Exercise materials:
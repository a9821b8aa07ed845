use crate::fixtures::{empty_class, program_with};
use crate::synthesis::defaults::{render_char, render_default, render_integral, render_string};
use sharpfix_symbols::{
    AttributeData, ConstantValue, CoreLibrary, NameScope, Parameter, SpecialType, SymbolArena,
    TypeDisplay, TypeKind, TypeRef, TypeSymbolId,
};

struct Enums {
    arena: SymbolArena,
    color: TypeSymbolId,
    options: TypeSymbolId,
}

/// `Color { Red = 0, Green = 1, Blue = 2 }` and
/// `[Flags] Options { A = 1, B = 2, C = 4 }`.
fn enums() -> Enums {
    let mut arena = SymbolArena::new();
    let core = CoreLibrary::install(&mut arena);
    let color = arena
        .build_type("Color", TypeKind::Enum)
        .enum_underlying(SpecialType::Int32)
        .finish();
    for (name, value) in [("Red", 0), ("Green", 1), ("Blue", 2)] {
        arena.add_enum_member(color, name, ConstantValue::Int(value));
    }
    let options = arena
        .build_type("Options", TypeKind::Enum)
        .enum_underlying(SpecialType::Int32)
        .attribute(AttributeData::new(core.flags_attribute))
        .finish();
    for (name, value) in [("A", 1), ("B", 2), ("C", 4)] {
        arena.add_enum_member(options, name, ConstantValue::Int(value));
    }
    Enums {
        arena,
        color,
        options,
    }
}

fn render(arena: &SymbolArena, ty: &TypeRef, value: ConstantValue) -> String {
    let scope = NameScope::default();
    let mut display = TypeDisplay::new(arena, &scope);
    render_default(arena, &mut display, ty, &value)
}

#[test]
fn test_integral_bounds_use_named_constants() {
    assert_eq!(render_integral(SpecialType::Int32, i128::from(i32::MAX)), "int.MaxValue");
    assert_eq!(render_integral(SpecialType::Int32, i128::from(i32::MIN)), "int.MinValue");
    assert_eq!(render_integral(SpecialType::Int64, i128::from(i64::MIN)), "long.MinValue");
    assert_eq!(render_integral(SpecialType::Byte, 255), "byte.MaxValue");
    assert_eq!(render_integral(SpecialType::UInt32, 0), "0");
    assert_eq!(render_integral(SpecialType::Int16, -3), "-3");
    assert_eq!(render_integral(SpecialType::NInt, 7), "7");
}

#[test]
fn test_unsigned_constant_for_ulong() {
    let arena = SymbolArena::new();
    let ulong = TypeRef::special(SpecialType::UInt64);

    assert_eq!(render(&arena, &ulong, ConstantValue::UInt(u64::MAX)), "ulong.MaxValue");
    assert_eq!(render(&arena, &ulong, ConstantValue::UInt(10)), "10");
}

#[test]
fn test_char_and_string_escapes() {
    assert_eq!(render_char('a'), "'a'");
    assert_eq!(render_char('\''), "'\\''");
    assert_eq!(render_char('\n'), "'\\n'");
    assert_eq!(render_char('\0'), "'\\0'");
    assert_eq!(render_char('\u{1}'), "'\\u0001'");
    assert_eq!(render_string("say \"hi\"\n"), "\"say \\\"hi\\\"\\n\"");
    assert_eq!(render_string("it's"), "\"it's\"");
    assert_eq!(render_string("C:\\tmp"), "\"C:\\\\tmp\"");
}

#[test]
fn test_null_is_default_for_value_types() {
    let arena = SymbolArena::new();

    assert_eq!(render(&arena, &TypeRef::string(), ConstantValue::Null), "null");
    assert_eq!(render(&arena, &TypeRef::int(), ConstantValue::Null), "default");
    assert_eq!(
        render(&arena, &TypeRef::nullable(TypeRef::int()), ConstantValue::Null),
        "null"
    );
}

#[test]
fn test_real_literals() {
    let arena = SymbolArena::new();
    let float = TypeRef::special(SpecialType::Single);
    let double = TypeRef::special(SpecialType::Double);
    let decimal = TypeRef::special(SpecialType::Decimal);

    assert_eq!(render(&arena, &double, ConstantValue::Double(1.5)), "1.5");
    assert_eq!(render(&arena, &double, ConstantValue::Double(1e20)), "1E+20");
    assert_eq!(render(&arena, &double, ConstantValue::Double(f64::NAN)), "double.NaN");
    assert_eq!(
        render(&arena, &double, ConstantValue::Double(f64::NEG_INFINITY)),
        "double.NegativeInfinity"
    );
    assert_eq!(render(&arena, &float, ConstantValue::Single(0.5)), "0.5F");
    assert_eq!(render(&arena, &float, ConstantValue::Single(2.0)), "2");
    assert_eq!(render(&arena, &float, ConstantValue::Single(f32::MAX)), "float.MaxValue");
    assert_eq!(
        render(&arena, &decimal, ConstantValue::Decimal("1.50".to_string())),
        "1.50M"
    );
    assert_eq!(
        render(
            &arena,
            &decimal,
            ConstantValue::Decimal("79228162514264337593543950335".to_string())
        ),
        "decimal.MaxValue"
    );
}

#[test]
fn test_enum_member_by_value() {
    let e = enums();
    let color = TypeRef::named(e.color);

    assert_eq!(render(&e.arena, &color, ConstantValue::Int(1)), "Color.Green");
    assert_eq!(render(&e.arena, &color, ConstantValue::Int(0)), "Color.Red");
    assert_eq!(render(&e.arena, &color, ConstantValue::Int(7)), "(Color)7");
    assert_eq!(render(&e.arena, &color, ConstantValue::Int(-1)), "(Color)(-1)");
    assert_eq!(
        render(&e.arena, &TypeRef::nullable(color), ConstantValue::Null),
        "null"
    );
}

#[test]
fn test_flags_enum_combines_members() {
    let e = enums();
    let options = TypeRef::named(e.options);

    assert_eq!(render(&e.arena, &options, ConstantValue::Int(4)), "Options.C");
    assert_eq!(
        render(&e.arena, &options, ConstantValue::Int(3)),
        "Options.A | Options.B"
    );
    assert_eq!(
        render(&e.arena, &options, ConstantValue::Int(7)),
        "Options.A | Options.B | Options.C"
    );
    assert_eq!(render(&e.arena, &options, ConstantValue::Int(8)), "(Options)8");
    assert_eq!(render(&e.arena, &options, ConstantValue::Int(0)), "0");
}

#[test]
fn test_defaults_written_for_implicit_members_only() {
    let (f, diagnostic) = empty_class(|f, iface| {
        f.arena.add_method(
            iface,
            "M",
            TypeRef::void(),
            vec![
                Parameter::new("count", TypeRef::int()).with_default(ConstantValue::Int(i64::from(i32::MAX))),
                Parameter::new("name", TypeRef::string()).with_default(ConstantValue::String("x".to_string())),
                Parameter::new("flag", TypeRef::bool()).with_default(ConstantValue::Bool(true)),
            ],
        );
    });

    assert_eq!(
        f.apply(&diagnostic, 0),
        program_with(
            "    public void M(int count = int.MaxValue, string name = \"x\", bool flag = true)
    {
        throw new NotImplementedException();
    }"
        )
    );
    assert_eq!(
        f.apply_titled(&diagnostic, "Implement all members explicitly"),
        program_with(
            "    void IInterface.M(int count, string name, bool flag)
    {
        throw new NotImplementedException();
    }"
        )
    );
}

#[test]
fn test_explicit_member_drops_default_without_marker() {
    let (f, diagnostic) = empty_class(|f, iface| {
        f.arena.add_method(
            iface,
            "M",
            TypeRef::void(),
            vec![Parameter::new("x", TypeRef::int()).with_default(ConstantValue::Int(5))],
        );
    });

    assert_eq!(
        f.apply_titled(&diagnostic, "Implement all members explicitly"),
        program_with(
            "    void IInterface.M(int x)
    {
        throw new NotImplementedException();
    }"
        )
    );
}

#[test]
fn test_optional_without_default_gets_marker_and_import() {
    let (f, diagnostic) = empty_class(|f, iface| {
        f.arena.add_method(
            iface,
            "M",
            TypeRef::void(),
            vec![Parameter::new("x", TypeRef::int()).optional()],
        );
    });

    let expected = "using System;
using System.Runtime.InteropServices;

class Class : IInterface
{
    public void M([Optional] int x)
    {
        throw new NotImplementedException();
    }
}
";
    assert_eq!(f.apply(&diagnostic, 0), expected);
}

Task instructions:
The records above need to be written out again. Keep them exact.

Solution to the exercise:
repository a9821b8aa07ed845
use crate::fixtures::{empty_class, program_with};
use crate::synthesis::defaults::{render_char, render_default, render_integral, render_string};
use sharpfix_symbols::{
    AttributeData, ConstantValue, CoreLibrary, NameScope, Parameter, SpecialType, SymbolArena,
    TypeDisplay, TypeKind, TypeRef, TypeSymbolId,
};

struct Enums {
    arena: SymbolArena,
    color: TypeSymbolId,
    options: TypeSymbolId,
}

/// `Color { Red = 0, Green = 1, Blue = 2 }` and
/// `[Flags] Options { A = 1, B = 2, C = 4 }`.
fn enums() -> Enums {
    let mut arena = SymbolArena::new();
    let core = CoreLibrary::install(&mut arena);
    let color = arena
        .build_type("Color", TypeKind::Enum)
        .enum_underlying(SpecialType::Int32)
        .finish();
    for (name, value) in [("Red", 0), ("Green", 1), ("Blue", 2)] {
        arena.add_enum_member(color, name, ConstantValue::Int(value));
    }
    let options = arena
        .build_type("Options", TypeKind::Enum)
        .enum_underlying(SpecialType::Int32)
        .attribute(AttributeData::new(core.flags_attribute))
        .finish();
    for (name, value) in [("A", 1), ("B", 2), ("C", 4)] {
        arena.add_enum_member(options, name, ConstantValue::Int(value));
    }
    Enums {
        arena,
        color,
        options,
    }
}

fn render(arena: &SymbolArena, ty: &TypeRef, value: ConstantValue) -> String {
    let scope = NameScope::default();
    let mut display = TypeDisplay::new(arena, &scope);
    render_default(arena, &mut display, ty, &value)
}

#[test]
fn test_integral_bounds_use_named_constants() {
    assert_eq!(render_integral(SpecialType::Int32, i128::from(i32::MAX)), "int.MaxValue");
    assert_eq!(render_integral(SpecialType::Int32, i128::from(i32::MIN)), "int.MinValue");
    assert_eq!(render_integral(SpecialType::Int64, i128::from(i64::MIN)), "long.MinValue");
    assert_eq!(render_integral(SpecialType::Byte, 255), "byte.MaxValue");
    assert_eq!(render_integral(SpecialType::UInt32, 0), "0");
    assert_eq!(render_integral(SpecialType::Int16, -3), "-3");
    assert_eq!(render_integral(SpecialType::NInt, 7), "7");
}

#[test]
fn test_unsigned_constant_for_ulong() {
    let arena = SymbolArena::new();
    let ulong = TypeRef::special(SpecialType::UInt64);

    assert_eq!(render(&arena, &ulong, ConstantValue::UInt(u64::MAX)), "ulong.MaxValue");
    assert_eq!(render(&arena, &ulong, ConstantValue::UInt(10)), "10");
}

#[test]
fn test_char_and_string_escapes() {
    assert_eq!(render_char('a'), "'a'");
    assert_eq!(render_char('\''), "'\\''");
    assert_eq!(render_char('\n'), "'\\n'");
    assert_eq!(render_char('\0'), "'\\0'");
    assert_eq!(render_char('\u{1}'), "'\\u0001'");
    assert_eq!(render_string("say \"hi\"\n"), "\"say \\\"hi\\\"\\n\"");
    assert_eq!(render_string("it's"), "\"it's\"");
    assert_eq!(render_string("C:\\tmp"), "\"C:\\\\tmp\"");
}

#[test]
fn test_null_is_default_for_value_types() {
    let arena = SymbolArena::new();

    assert_eq!(render(&arena, &TypeRef::string(), ConstantValue::Null), "null");
    assert_eq!(render(&arena, &TypeRef::int(), ConstantValue::Null), "default");
    assert_eq!(
        render(&arena, &TypeRef::nullable(TypeRef::int()), ConstantValue::Null),
        "null"
    );
}

#[test]
fn test_real_literals() {
    let arena = SymbolArena::new();
    let float = TypeRef::special(SpecialType::Single);
    let double = TypeRef::special(SpecialType::Double);
    let decimal = TypeRef::special(SpecialType::Decimal);

    assert_eq!(render(&arena, &double, ConstantValue::Double(1.5)), "1.5");
    assert_eq!(render(&arena, &double, ConstantValue::Double(1e20)), "1E+20");
    assert_eq!(render(&arena, &double, ConstantValue::Double(f64::NAN)), "double.NaN");
    assert_eq!(
        render(&arena, &double, ConstantValue::Double(f64::NEG_INFINITY)),
        "double.NegativeInfinity"
    );
    assert_eq!(render(&arena, &float, ConstantValue::Single(0.5)), "0.5F");
    assert_eq!(render(&arena, &float, ConstantValue::Single(2.0)), "2");
    assert_eq!(render(&arena, &float, ConstantValue::Single(f32::MAX)), "float.MaxValue");
    assert_eq!(
        render(&arena, &decimal, ConstantValue::Decimal("1.50".to_string())),
        "1.50M"
    );
    assert_eq!(
        render(
            &arena,
            &decimal,
            ConstantValue::Decimal("79228162514264337593543950335".to_string())
        ),
        "decimal.MaxValue"
    );
}

#[test]
fn test_enum_member_by_value() {
    let e = enums();
    let color = TypeRef::named(e.color);

    assert_eq!(render(&e.arena, &color, ConstantValue::Int(1)), "Color.Green");
    assert_eq!(render(&e.arena, &color, ConstantValue::Int(0)), "Color.Red");
    assert_eq!(render(&e.arena, &color, ConstantValue::Int(7)), "(Color)7");
    assert_eq!(render(&e.arena, &color, ConstantValue::Int(-1)), "(Color)(-1)");
    assert_eq!(
        render(&e.arena, &TypeRef::nullable(color), ConstantValue::Null),
        "null"
    );
}

#[test]
fn test_flags_enum_combines_members() {
    let e = enums();
    let options = TypeRef::named(e.options);

    assert_eq!(render(&e.arena, &options, ConstantValue::Int(4)), "Options.C");
    assert_eq!(
        render(&e.arena, &options, ConstantValue::Int(3)),
        "Options.A | Options.B"
    );
    assert_eq!(
        render(&e.arena, &options, ConstantValue::Int(7)),
        "Options.A | Options.B | Options.C"
    );
    assert_eq!(render(&e.arena, &options, ConstantValue::Int(8)), "(Options)8");
    assert_eq!(render(&e.arena, &options, ConstantValue::Int(0)), "0");
}

#[test]
fn test_defaults_written_for_implicit_members_only() {
    let (f, diagnostic) = empty_class(|f, iface| {
        f.arena.add_method(
            iface,
            "M",
            TypeRef::void(),
            vec![
                Parameter::new("count", TypeRef::int()).with_default(ConstantValue::Int(i64::from(i32::MAX))),
                Parameter::new("name", TypeRef::string()).with_default(ConstantValue::String("x".to_string())),
                Parameter::new("flag", TypeRef::bool()).with_default(ConstantValue::Bool(true)),
            ],
        );
    });

    assert_eq!(
        f.apply(&diagnostic, 0),
        program_with(
            "    public void M(int count = int.MaxValue, string name = \"x\", bool flag = true)
    {
        throw new NotImplementedException();
    }"
        )
    );
    assert_eq!(
        f.apply_titled(&diagnostic, "Implement all members explicitly"),
        program_with(
            "    void IInterface.M(int count, string name, bool flag)
    {
        throw new NotImplementedException();
    }"
        )
    );
}

#[test]
fn test_explicit_member_drops_default_without_marker() {
    let (f, diagnostic) = empty_class(|f, iface| {
        f.arena.add_method(
            iface,
            "M",
            TypeRef::void(),
            vec![Parameter::new("x", TypeRef::int()).with_default(ConstantValue::Int(5))],
        );
    });

    assert_eq!(
        f.apply_titled(&diagnostic, "Implement all members explicitly"),
        program_with(
            "    void IInterface.M(int x)
    {
        throw new NotImplementedException();
    }"
        )
    );
}

#[test]
fn test_optional_without_default_gets_marker_and_import() {
    let (f, diagnostic) = empty_class(|f, iface| {
        f.arena.add_method(
            iface,
            "M",
            TypeRef::void(),
            vec![Parameter::new("x", TypeRef::int()).optional()],
        );
    });

    let expected = "using System;
using System.Runtime.InteropServices;

class Class : IInterface
{
    public void M([Optional] int x)
    {
        throw new NotImplementedException();
    }
}
";
    assert_eq!(f.apply(&diagnostic, 0), expected);
}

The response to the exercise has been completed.